Owl of Transformation
Last year I did some canoeing but hadn't made it back to that joy this year. I had hope to, though the whole essences of being in a canoe is to be close to the water, nature and gliding on the surface. That thought is what I carry with me as we move forward in this end of the year. The Owl symbols in some Native areas is a sign of death or transformation. Which at this point is really happening. I'm like WOW to make the connection or synchronicity of it all. (missing BIL) and the full on live in MIL now. There's some Transformation for you. And the small egg in the nest, Our second oldest daughter due in April...a little one in the nest/ womb growing.

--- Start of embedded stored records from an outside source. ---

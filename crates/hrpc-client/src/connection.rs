//! One multiplexed client connection.

use futures::StreamExt;
use hrpc_common::config::ClientConfig;
use hrpc_common::protocol::{Request, Response, Result};
use hrpc_common::transport::{tcp, ConnectionState, FrameDecoder, StateCell};
use std::sync::Arc;
use std::time::Duration;
use tokio::net::tcp::OwnedReadHalf;
use tokio::sync::mpsc;
use tokio_util::codec::FramedRead;
use tokio_util::sync::CancellationToken;

use crate::correlator::{Correlator, PendingResponse};

struct Shared {
    addr: String,
    state: Arc<StateCell>,
    correlator: Arc<Correlator>,
    shutdown: CancellationToken,
}

impl Shared {
    /// Runs once per connection, whichever side notices the failure first.
    fn close(&self, reason: &str) {
        if !self.state.begin_close() {
            return;
        }
        self.shutdown.cancel();
        self.correlator.on_connection_closed(reason);
        self.state.finish_close();
        tracing::info!(addr = %self.addr, reason, "Connection closed");
    }
}

/// A TCP connection to one server, shared by every call to that address.
///
/// Two tasks serve the connection: a writer draining the outbound queue and a
/// reader handing decoded responses to the [`Correlator`]. Any read, write or
/// protocol error closes the connection and fails the calls still pending on
/// it.
pub struct Connection {
    shared: Arc<Shared>,
}

impl Connection {
    /// Dials `addr` and starts the reader and writer tasks.
    pub async fn open(addr: &str, config: &ClientConfig) -> Result<Arc<Self>> {
        let state = Arc::new(StateCell::new(ConnectionState::Connecting));
        let stream = tcp::connect(addr, config.connect_timeout).await?;
        let (read_half, write_half) = stream.into_split();

        let wire = config.wire_codec();
        let (outbound_tx, outbound_rx) = mpsc::channel(config.outbound_queue_capacity.max(1));
        let shared = Arc::new(Shared {
            addr: addr.to_string(),
            state: state.clone(),
            correlator: Arc::new(Correlator::new(wire, outbound_tx, state.clone())),
            shutdown: CancellationToken::new(),
        });
        state.transition(ConnectionState::Connecting, ConnectionState::Open);

        let writer = shared.clone();
        tokio::spawn(async move {
            let reason = match tcp::write_frames(write_half, wire, outbound_rx, writer.shutdown.clone()).await {
                Ok(()) => "writer stopped".to_string(),
                Err(e) => {
                    tracing::warn!(addr = %writer.addr, error = %e, "Write failed");
                    e.to_string()
                }
            };
            writer.close(&reason);
        });

        let reader = shared.clone();
        tokio::spawn(async move {
            let reason = read_responses(&reader, read_half, FrameDecoder::new(wire)).await;
            reader.close(&reason);
        });

        tracing::info!(addr, "Connection established");
        Ok(Arc::new(Self { shared }))
    }

    pub fn addr(&self) -> &str {
        &self.shared.addr
    }

    pub fn state(&self) -> ConnectionState {
        self.shared.state.get()
    }

    pub fn is_open(&self) -> bool {
        self.shared.state.is_open()
    }

    pub fn pending_count(&self) -> usize {
        self.shared.correlator.pending_count()
    }

    /// Submits `request` without waiting for the response.
    pub async fn submit(&self, request: Request, timeout: Duration) -> Result<PendingResponse> {
        self.shared.correlator.submit(request, timeout).await
    }

    /// Submits `request` and waits for its response.
    pub async fn call(&self, request: Request, timeout: Duration) -> Result<Response> {
        self.submit(request, timeout).await?.await
    }

    /// Closes the connection, failing any pending calls.
    pub fn close(&self) {
        self.shared.close("connection closed locally");
    }
}

impl Drop for Connection {
    fn drop(&mut self) {
        self.shared.close("connection dropped");
    }
}

async fn read_responses(
    shared: &Shared,
    read_half: OwnedReadHalf,
    decoder: FrameDecoder<Response>,
) -> String {
    let mut frames = FramedRead::new(read_half, decoder);

    loop {
        let next = tokio::select! {
            _ = shared.shutdown.cancelled() => return "connection closed locally".to_string(),
            next = frames.next() => next,
        };

        match next {
            Some(Ok(response)) => shared.correlator.on_response(response),
            Some(Err(e)) => {
                tracing::warn!(addr = %shared.addr, error = %e, "Closing connection after read error");
                return e.to_string();
            }
            None => return "connection closed by peer".to_string(),
        }
    }
}

#[cfg(test)]
mod tests {
    use super::*;
    use futures::SinkExt;
    use hrpc_common::protocol::HrpcError;
    use hrpc_common::transport::WireCodec;
    use tokio::io::AsyncWriteExt;
    use tokio::net::TcpListener;
    use tokio_util::codec::FramedWrite;

    /// Answers every request with its own id as the result, in arrival order.
    async fn echo_ids_server() -> (String, tokio::task::JoinHandle<()>) {
        let listener = TcpListener::bind("127.0.0.1:0").await.unwrap();
        let addr = listener.local_addr().unwrap().to_string();
        let handle = tokio::spawn(async move {
            let (stream, _) = listener.accept().await.unwrap();
            let wire = WireCodec::default();
            let (read, write) = stream.into_split();
            let mut requests = FramedRead::new(read, FrameDecoder::<Request>::new(wire));
            let mut responses = FramedWrite::new(write, wire);
            while let Some(Ok(request)) = requests.next().await {
                let result = wire.payload().serialize(&request.id).unwrap();
                let frame = wire.encode(&Response::success(request.id, result)).unwrap();
                if responses.send(frame).await.is_err() {
                    break;
                }
            }
        });
        (addr, handle)
    }

    #[tokio::test]
    async fn test_call_round_trip() {
        let (addr, _server) = echo_ids_server().await;
        let conn = Connection::open(&addr, &ClientConfig::default()).await.unwrap();
        assert_eq!(conn.state(), ConnectionState::Open);

        let response = conn
            .call(Request::new("Ids", "echo"), Duration::from_secs(5))
            .await
            .unwrap();
        let echoed: u64 = WireCodec::default()
            .payload()
            .deserialize(response.result().unwrap())
            .unwrap();
        assert_eq!(echoed, response.id);
        assert_eq!(conn.pending_count(), 0);
    }

    #[tokio::test]
    async fn test_peer_disconnect_fails_pending_calls() {
        let listener = TcpListener::bind("127.0.0.1:0").await.unwrap();
        let addr = listener.local_addr().unwrap().to_string();
        let conn = Connection::open(&addr, &ClientConfig::default()).await.unwrap();
        let (mut server_side, _) = listener.accept().await.unwrap();

        let pending = conn
            .submit(Request::new("Echo", "ping"), Duration::from_secs(30))
            .await
            .unwrap();
        server_side.shutdown().await.unwrap();
        drop(server_side);

        assert!(matches!(pending.await, Err(HrpcError::Connection(_))));
        assert!(!conn.is_open());

        let result = conn.call(Request::new("Echo", "ping"), Duration::from_secs(1)).await;
        assert!(matches!(result, Err(HrpcError::Connection(_))));
    }

    #[tokio::test]
    async fn test_garbage_from_peer_closes_connection() {
        let listener = TcpListener::bind("127.0.0.1:0").await.unwrap();
        let addr = listener.local_addr().unwrap().to_string();
        let config = ClientConfig::default().with_max_frame_size(1024);
        let conn = Connection::open(&addr, &config).await.unwrap();
        let (mut server_side, _) = listener.accept().await.unwrap();

        let pending = conn
            .submit(Request::new("Echo", "ping"), Duration::from_secs(30))
            .await
            .unwrap();
        // Announces a frame far beyond the client's limit.
        server_side.write_all(&u32::MAX.to_be_bytes()).await.unwrap();

        match pending.await {
            Err(HrpcError::Connection(reason)) => assert!(reason.contains("Frame too large")),
            other => panic!("expected connection error, got {:?}", other),
        }
    }

    #[tokio::test]
    async fn test_stalled_peer_calls_time_out() {
        let listener = TcpListener::bind("127.0.0.1:0").await.unwrap();
        let addr = listener.local_addr().unwrap().to_string();
        let config = ClientConfig::default().with_outbound_queue_capacity(1);
        let conn = Connection::open(&addr, &config).await.unwrap();
        // Accepted but never read, so socket buffers and then the queue fill up.
        let (_server_side, _) = listener.accept().await.unwrap();

        let payload = vec![b'x'; 8 * 1024 * 1024];
        for _ in 0..4 {
            let request = Request::new("Echo", "say")
                .with_parameters(vec!["string".to_string()], vec![payload.clone()]);
            let result = tokio::time::timeout(
                Duration::from_secs(3),
                conn.call(request, Duration::from_millis(200)),
            )
            .await
            .expect("call blocked past its deadline");
            assert!(matches!(result, Err(HrpcError::Timeout(200))));
        }
        assert!(conn.is_open());
    }

    #[tokio::test]
    async fn test_local_close() {
        let (addr, _server) = echo_ids_server().await;
        let conn = Connection::open(&addr, &ClientConfig::default()).await.unwrap();

        conn.close();
        assert_eq!(conn.state(), ConnectionState::Closed);
        let result = conn.call(Request::new("Ids", "echo"), Duration::from_secs(1)).await;
        assert!(matches!(result, Err(HrpcError::Connection(_))));
    }
}
//! hrpc Transport Layer
//!
//! Framing, payload codecs and the TCP plumbing shared by client and server.
//!
//! # Architecture
//!
//! - **Wire Format**: `[4-byte length prefix as u32 big-endian] + [payload]`
//! - **Payload**: postcard (default) or JSON, picked per endpoint
//! - **Writes**: one writer task per connection drains an outbound queue
//!
//! # Components
//!
//! - **[`WireCodec`]**: value ⇄ [`Frame`], restartable streaming decode
//! - **[`PayloadCodec`]**: the pluggable serializer inside frames
//! - **[`FrameDecoder`]**: `tokio_util` decoder over [`WireCodec`]
//! - **[`ConnectionState`]** / **[`StateCell`]**: per-connection lifecycle
//! - **[`tcp::connect`]** / **[`tcp::write_frames`]**: dialing and the writer loop
//!
//! # Frame Size Limits
//!
//! Every endpoint enforces a maximum frame size (16 MB by default). A peer
//! announcing a larger frame is treated as corrupt and disconnected.

pub mod codec;
pub mod connection;
pub mod tcp;

pub use codec::{
    Frame, FrameDecoder, JsonCodec, PayloadCodec, PostcardCodec, WireCodec, DEFAULT_MAX_FRAME_SIZE,
    LENGTH_PREFIX_LEN,
};
pub use connection::{ConnectionState, StateCell};
pub use tcp::{connect, write_frames, DEFAULT_CONNECT_TIMEOUT};
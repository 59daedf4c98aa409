use futures::FutureExt;
use hrpc_common::protocol::{HrpcError, RemoteError, Request, Response};
use hrpc_common::transport::PayloadCodec;
use std::collections::HashMap;
use std::panic::AssertUnwindSafe;
use std::sync::Arc;

use crate::service::{panic_message, ServiceBinding};

/// Collects service bindings before the server starts.
#[derive(Default)]
pub struct DispatcherBuilder {
    services: HashMap<String, ServiceBinding>,
    format: PayloadCodec,
}

impl DispatcherBuilder {
    pub fn new() -> Self {
        Self::default()
    }

    /// Adds a service. A later binding with the same name replaces the earlier one.
    pub fn service(mut self, binding: ServiceBinding) -> Self {
        if self.services.contains_key(binding.name()) {
            tracing::warn!(service = binding.name(), "Replacing service binding");
        }
        self.services.insert(binding.name().to_string(), binding);
        self
    }

    /// Payload codec used for parameters and results (postcard by default).
    pub fn format(mut self, format: PayloadCodec) -> Self {
        self.format = format;
        self
    }

    pub fn build(self) -> Dispatcher {
        for binding in self.services.values() {
            tracing::debug!(
                service = binding.name(),
                methods = ?binding.signatures(),
                "Service bound"
            );
        }
        Dispatcher {
            services: Arc::new(self.services),
            format: self.format,
        }
    }
}

/// Routes requests to handlers.
///
/// The service table is fixed once built; clones share it. Every failure to
/// route or run a request becomes an error [`Response`] for that request id,
/// never an error for the connection.
#[derive(Clone)]
pub struct Dispatcher {
    services: Arc<HashMap<String, ServiceBinding>>,
    format: PayloadCodec,
}

impl Dispatcher {
    pub fn builder() -> DispatcherBuilder {
        DispatcherBuilder::new()
    }

    pub fn with_format(mut self, format: PayloadCodec) -> Self {
        self.format = format;
        self
    }

    pub fn format(&self) -> &PayloadCodec {
        &self.format
    }

    /// Names of the bound services, sorted.
    pub fn service_names(&self) -> Vec<&str> {
        let mut names: Vec<&str> = self.services.keys().map(String::as_str).collect();
        names.sort_unstable();
        names
    }

    pub async fn dispatch(&self, request: Request) -> Response {
        let id = request.id;
        match self.invoke(request).await {
            Ok(result) => Response::success(id, result),
            Err(error) => Response::failure(id, error),
        }
    }

    async fn invoke(&self, request: Request) -> Result<Vec<u8>, RemoteError> {
        let id = request.id;
        let Some(binding) = self.services.get(&request.service) else {
            tracing::debug!(id, service = %request.service, "Unknown service");
            return Err(RemoteError::service_not_found(&request.service));
        };

        if let Err(e) = request.validate() {
            let message = match e {
                HrpcError::InvalidRequest(message) => message,
                other => other.to_string(),
            };
            return Err(RemoteError::invalid_request(message));
        }

        let Some(handler) = binding.resolve(&request.method, &request.parameter_types) else {
            let signature = request.signature();
            tracing::debug!(id, %signature, "No matching method");
            return Err(RemoteError::method_not_found(&signature));
        };

        tracing::debug!(id, service = %request.service, method = %request.method, "Dispatching");
        let future = handler(request.parameters, self.format);
        match AssertUnwindSafe(future).catch_unwind().await {
            Ok(result) => result,
            Err(panic) => {
                let message = panic_message(panic.as_ref());
                tracing::warn!(id, error = %message, "Handler panicked");
                Err(RemoteError::invocation(format!("handler panicked: {}", message)))
            }
        }
    }
}

#[cfg(test)]
mod tests {
    use super::*;
    use hrpc_common::RemoteErrorKind;
    use std::convert::Infallible;

    fn dispatcher() -> Dispatcher {
        let echo = ServiceBinding::new("Echo")
            .method("say", |(text,): (String,)| async move { Ok::<_, Infallible>(text) })
            .method("fail", |(): ()| async move { Err::<(), _>("always fails") })
            .method("panic", |(): ()| async move {
                if true {
                    panic!("handler blew up");
                }
                Ok::<(), Infallible>(())
            });
        Dispatcher::builder().service(echo).build()
    }

    fn say(text: &str) -> Request {
        Request::with_params("Echo", "say", &(text.to_string(),), &PayloadCodec::default())
            .unwrap()
            .with_id(7)
    }

    #[tokio::test]
    async fn test_dispatch_success() {
        let response = dispatcher().dispatch(say("hi")).await;

        assert_eq!(response.id, 7);
        let text: String = PayloadCodec::default()
            .deserialize(response.result().unwrap())
            .unwrap();
        assert_eq!(text, "hi");
    }

    #[tokio::test]
    async fn test_unknown_service() {
        let request = Request::new("Nope", "ping").with_id(3);
        let response = dispatcher().dispatch(request).await;

        let error = response.error().unwrap();
        assert_eq!(response.id, 3);
        assert_eq!(error.kind, RemoteErrorKind::ServiceNotFound);
        assert!(error.message.contains("Nope"));
    }

    #[tokio::test]
    async fn test_signature_mismatch_is_method_not_found() {
        let request = Request::with_params("Echo", "say", &(1i32,), &PayloadCodec::default())
            .unwrap()
            .with_id(4);
        let response = dispatcher().dispatch(request).await;

        let error = response.error().unwrap();
        assert_eq!(error.kind, RemoteErrorKind::MethodNotFound);
        assert!(error.message.contains("Echo.say(i32)"));
    }

    #[tokio::test]
    async fn test_mismatched_parameter_lists_are_invalid() {
        let request = Request::new("Echo", "say")
            .with_parameters(vec!["string".to_string()], vec![])
            .with_id(5);
        let response = dispatcher().dispatch(request).await;

        assert_eq!(response.error().unwrap().kind, RemoteErrorKind::InvalidRequest);
    }

    #[tokio::test]
    async fn test_handler_error_and_panic_are_contained() {
        let dispatcher = dispatcher();

        let response = dispatcher.dispatch(Request::new("Echo", "fail").with_id(8)).await;
        let error = response.error().unwrap();
        assert_eq!(error.kind, RemoteErrorKind::Invocation);
        assert_eq!(error.message, "always fails");

        let response = dispatcher.dispatch(Request::new("Echo", "panic").with_id(9)).await;
        let error = response.error().unwrap();
        assert_eq!(error.kind, RemoteErrorKind::Invocation);
        assert!(error.message.contains("handler blew up"));

        // The dispatcher keeps working afterwards.
        assert!(dispatcher.dispatch(say("still here")).await.is_success());
    }

    #[test]
    fn test_service_names() {
        let dispatcher = Dispatcher::builder()
            .service(ServiceBinding::new("B"))
            .service(ServiceBinding::new("A"))
            .build();
        assert_eq!(dispatcher.service_names(), vec!["A", "B"]);
    }
}
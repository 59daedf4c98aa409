//! Service registry contract.
//!
//! The registry backend lives outside hrpc. Servers call
//! [`ServiceRegistry::register`] once per bound service at startup; clients
//! call [`ServiceRegistry::lookup`] before dialing.

use async_trait::async_trait;
use serde::{Deserialize, Serialize};
use std::collections::{BTreeMap, HashMap};
use std::path::{Path, PathBuf};
use std::sync::Arc;
use tokio::sync::{Mutex, RwLock};

use crate::protocol::error::{HrpcError, Result};

/// A published `(service, address)` pair.
#[derive(Debug, Clone, Serialize, Deserialize, PartialEq, Eq)]
pub struct ServiceEntry {
    pub service: String,
    pub address: String,
}

#[async_trait]
pub trait ServiceRegistry: Send + Sync {
    /// Publishes `address` (`host:port`) for `service`.
    async fn register(&self, service: &str, address: &str) -> Result<()>;

    /// Resolves `service` to an address.
    ///
    /// # Errors
    ///
    /// Returns [`HrpcError::ServiceUnavailable`] when nothing is registered
    /// under that name.
    async fn lookup(&self, service: &str) -> Result<String>;
}

/// Registry held in process memory.
///
/// Clones share the same table, so a server and a client in one process (or
/// one test) can use it as their meeting point.
#[derive(Debug, Clone, Default)]
pub struct InMemoryRegistry {
    entries: Arc<RwLock<HashMap<String, String>>>,
}

impl InMemoryRegistry {
    pub fn new() -> Self {
        Self::default()
    }

    pub async fn entries(&self) -> Vec<ServiceEntry> {
        let entries = self.entries.read().await;
        let mut list: Vec<ServiceEntry> = entries
            .iter()
            .map(|(service, address)| ServiceEntry {
                service: service.clone(),
                address: address.clone(),
            })
            .collect();
        list.sort_by(|a, b| a.service.cmp(&b.service));
        list
    }

    pub async fn deregister(&self, service: &str) -> bool {
        self.entries.write().await.remove(service).is_some()
    }
}

#[async_trait]
impl ServiceRegistry for InMemoryRegistry {
    async fn register(&self, service: &str, address: &str) -> Result<()> {
        if service.is_empty() || address.is_empty() {
            return Err(HrpcError::Registry(
                "service name and address must not be empty".to_string(),
            ));
        }
        let previous = self
            .entries
            .write()
            .await
            .insert(service.to_string(), address.to_string());
        if let Some(previous) = previous {
            tracing::debug!(service, old = %previous, new = address, "Replaced registry entry");
        }
        Ok(())
    }

    async fn lookup(&self, service: &str) -> Result<String> {
        self.entries
            .read()
            .await
            .get(service)
            .cloned()
            .ok_or_else(|| HrpcError::ServiceUnavailable(service.to_string()))
    }
}

/// Fixed routing table, typically built from command-line flags.
#[derive(Debug, Clone, Default)]
pub struct StaticRegistry {
    routes: HashMap<String, String>,
}

impl StaticRegistry {
    pub fn new(routes: impl IntoIterator<Item = (String, String)>) -> Self {
        Self {
            routes: routes.into_iter().collect(),
        }
    }

    /// Parses `Service=host:port` routes.
    pub fn from_routes<S: AsRef<str>>(routes: &[S]) -> Result<Self> {
        let routes = routes
            .iter()
            .map(|route| parse_route(route.as_ref()))
            .collect::<Result<Vec<_>>>()?;
        Ok(Self::new(routes))
    }
}

/// Splits `Service=host:port` into its two halves.
pub fn parse_route(route: &str) -> Result<(String, String)> {
    match route.split_once('=') {
        Some((service, address)) if !service.trim().is_empty() && !address.trim().is_empty() => {
            Ok((service.trim().to_string(), address.trim().to_string()))
        }
        _ => Err(HrpcError::Registry(format!(
            "Invalid route '{}': expected Service=host:port",
            route
        ))),
    }
}

#[async_trait]
impl ServiceRegistry for StaticRegistry {
    async fn register(&self, service: &str, _address: &str) -> Result<()> {
        Err(HrpcError::Registry(format!(
            "static registry is read-only, cannot register '{}'",
            service
        )))
    }

    async fn lookup(&self, service: &str) -> Result<String> {
        self.routes
            .get(service)
            .cloned()
            .ok_or_else(|| HrpcError::ServiceUnavailable(service.to_string()))
    }
}

/// Registry kept in a text file of `Service=host:port` lines.
///
/// Processes on one machine can meet through it without a registry service:
/// servers publish into the file and clients read it on lookup. Blank lines
/// and lines starting with `#` are ignored. Each write rewrites the whole
/// file and swaps it in with a rename, so readers never see a partial file.
#[derive(Debug)]
pub struct FileRegistry {
    path: PathBuf,
    write_lock: Mutex<()>,
}

impl FileRegistry {
    pub fn new(path: impl Into<PathBuf>) -> Self {
        Self {
            path: path.into(),
            write_lock: Mutex::new(()),
        }
    }

    pub fn path(&self) -> &Path {
        &self.path
    }

    /// Reads every route in the file. A missing file has no routes.
    pub async fn routes(&self) -> Result<BTreeMap<String, String>> {
        let text = match tokio::fs::read_to_string(&self.path).await {
            Ok(text) => text,
            Err(e) if e.kind() == std::io::ErrorKind::NotFound => return Ok(BTreeMap::new()),
            Err(e) => {
                return Err(HrpcError::Registry(format!(
                    "Failed to read {}: {}",
                    self.path.display(),
                    e
                )))
            }
        };

        text.lines()
            .map(str::trim)
            .filter(|line| !line.is_empty() && !line.starts_with('#'))
            .map(parse_route)
            .collect()
    }

    async fn write_routes(&self, routes: &BTreeMap<String, String>) -> Result<()> {
        let contents: String = routes
            .iter()
            .map(|(service, address)| format!("{}={}\n", service, address))
            .collect();
        let staging = self.path.with_extension("tmp");
        let failed = |e: std::io::Error| {
            HrpcError::Registry(format!("Failed to write {}: {}", self.path.display(), e))
        };

        tokio::fs::write(&staging, contents).await.map_err(failed)?;
        tokio::fs::rename(&staging, &self.path).await.map_err(failed)
    }
}

#[async_trait]
impl ServiceRegistry for FileRegistry {
    async fn register(&self, service: &str, address: &str) -> Result<()> {
        if service.is_empty() || address.is_empty() {
            return Err(HrpcError::Registry(
                "service name and address must not be empty".to_string(),
            ));
        }

        let _guard = self.write_lock.lock().await;
        let mut routes = self.routes().await?;
        routes.insert(service.to_string(), address.to_string());
        self.write_routes(&routes).await?;

        tracing::debug!(service, address, path = %self.path.display(), "Route written");
        Ok(())
    }

    async fn lookup(&self, service: &str) -> Result<String> {
        self.routes()
            .await?
            .remove(service)
            .ok_or_else(|| HrpcError::ServiceUnavailable(service.to_string()))
    }
}
//! hrpc Server
//!
//! Hosts services behind a TCP listener. Services are assembled from
//! [`ServiceBinding`]s into a [`Dispatcher`], which resolves each request by
//! service name, method name and exact parameter types, runs the handler and
//! packages the outcome as a response. [`RpcServer`] owns the acceptor and the
//! per-connection reader and writer tasks.

pub mod dispatcher;
pub mod server;
pub mod service;

pub use dispatcher::{Dispatcher, DispatcherBuilder};
pub use server::RpcServer;
pub use service::{Handler, HandlerFuture, ServiceBinding};
//! The `Echo` demo service hosted by `hrpc serve`.
//!
//! Every method takes and returns strings so it can be driven from
//! `hrpc call`.

use hrpc_server::ServiceBinding;
use std::convert::Infallible;

pub const SERVICE_NAME: &str = "Echo";

pub fn binding() -> ServiceBinding {
    ServiceBinding::new(SERVICE_NAME)
        .method("ping", |(): ()| async { Ok::<_, Infallible>("pong".to_string()) })
        .method("say", |(text,): (String,)| async move { Ok::<_, Infallible>(text) })
        .method("concat", |(left, right): (String, String)| async move {
            Ok::<_, Infallible>(left + &right)
        })
        .method("upper", |(text,): (String,)| async move {
            Ok::<_, Infallible>(text.to_uppercase())
        })
        .blocking_method("reverse", |(text,): (String,)| {
            Ok::<_, Infallible>(text.chars().rev().collect::<String>())
        })
}

#[cfg(test)]
mod tests {
    use super::*;
    use hrpc_common::transport::PayloadCodec;
    use hrpc_common::Request;
    use hrpc_server::Dispatcher;

    async fn call(method: &str, params: &[&str]) -> String {
        let codec = PayloadCodec::default();
        let mut request = Request::new(SERVICE_NAME, method).with_id(1);
        for param in params {
            request = request.push_parameter("string", codec.serialize(*param).unwrap());
        }

        let dispatcher = Dispatcher::builder().service(binding()).build();
        let response = dispatcher.dispatch(request).await;
        codec.deserialize(response.result().unwrap()).unwrap()
    }

    #[tokio::test]
    async fn test_echo_methods() {
        assert_eq!(call("ping", &[]).await, "pong");
        assert_eq!(call("say", &["hi"]).await, "hi");
        assert_eq!(call("concat", &["foo", "bar"]).await, "foobar");
        assert_eq!(call("upper", &["abc"]).await, "ABC");
        assert_eq!(call("reverse", &["abc"]).await, "cba");
    }

    #[test]
    fn test_all_methods_take_strings() {
        let binding = binding();
        assert_eq!(
            binding.signatures(),
            vec![
                "concat(string, string)",
                "ping()",
                "reverse(string)",
                "say(string)",
                "upper(string)",
            ]
        );
    }
}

Picking images because I'm drawn to them or because I like them or some day would like to try what they represent is how I gather for my vision board...than I let it guide me.
Return to Earth,
Collage on Wood panel,
20 x 20
Will be dropped off today at Mainstreet Art Center in Lake Zurich IL. I am asking a friend of my mother in law to come sit with her today so that I can travel up north about a hour each way to drop off the art for December. To ask people for help is a new territory for me as I usually don't ask for help. With the situation and all I am drawn to bring them together too. As her dear friend lost her only son too about 6 months ago. The comfort and friendship is always good in a common situation. I can go only so far with being all things to another then I have to let it go and yes ask for help. I would truly like to continue creating, teaching and exhibiting my work but it's been a challenge emotionally, spiritually and physically. When I was teaching Artist Way earlier in the year there was such love, comfort and courage with the group of women that circle each week it really keep me going on the aspects of something larger then myself. I pray to keep going.
At this point writing in my morning page journal and now typing things out is bring comfort to my soul as the journey in the eldercare continues...Research on Health care plans this afternoon I guess... for a diabetic, elder and all the drugs she needs to live on. I'm getting a whooper education for sure. I pray to for guidance.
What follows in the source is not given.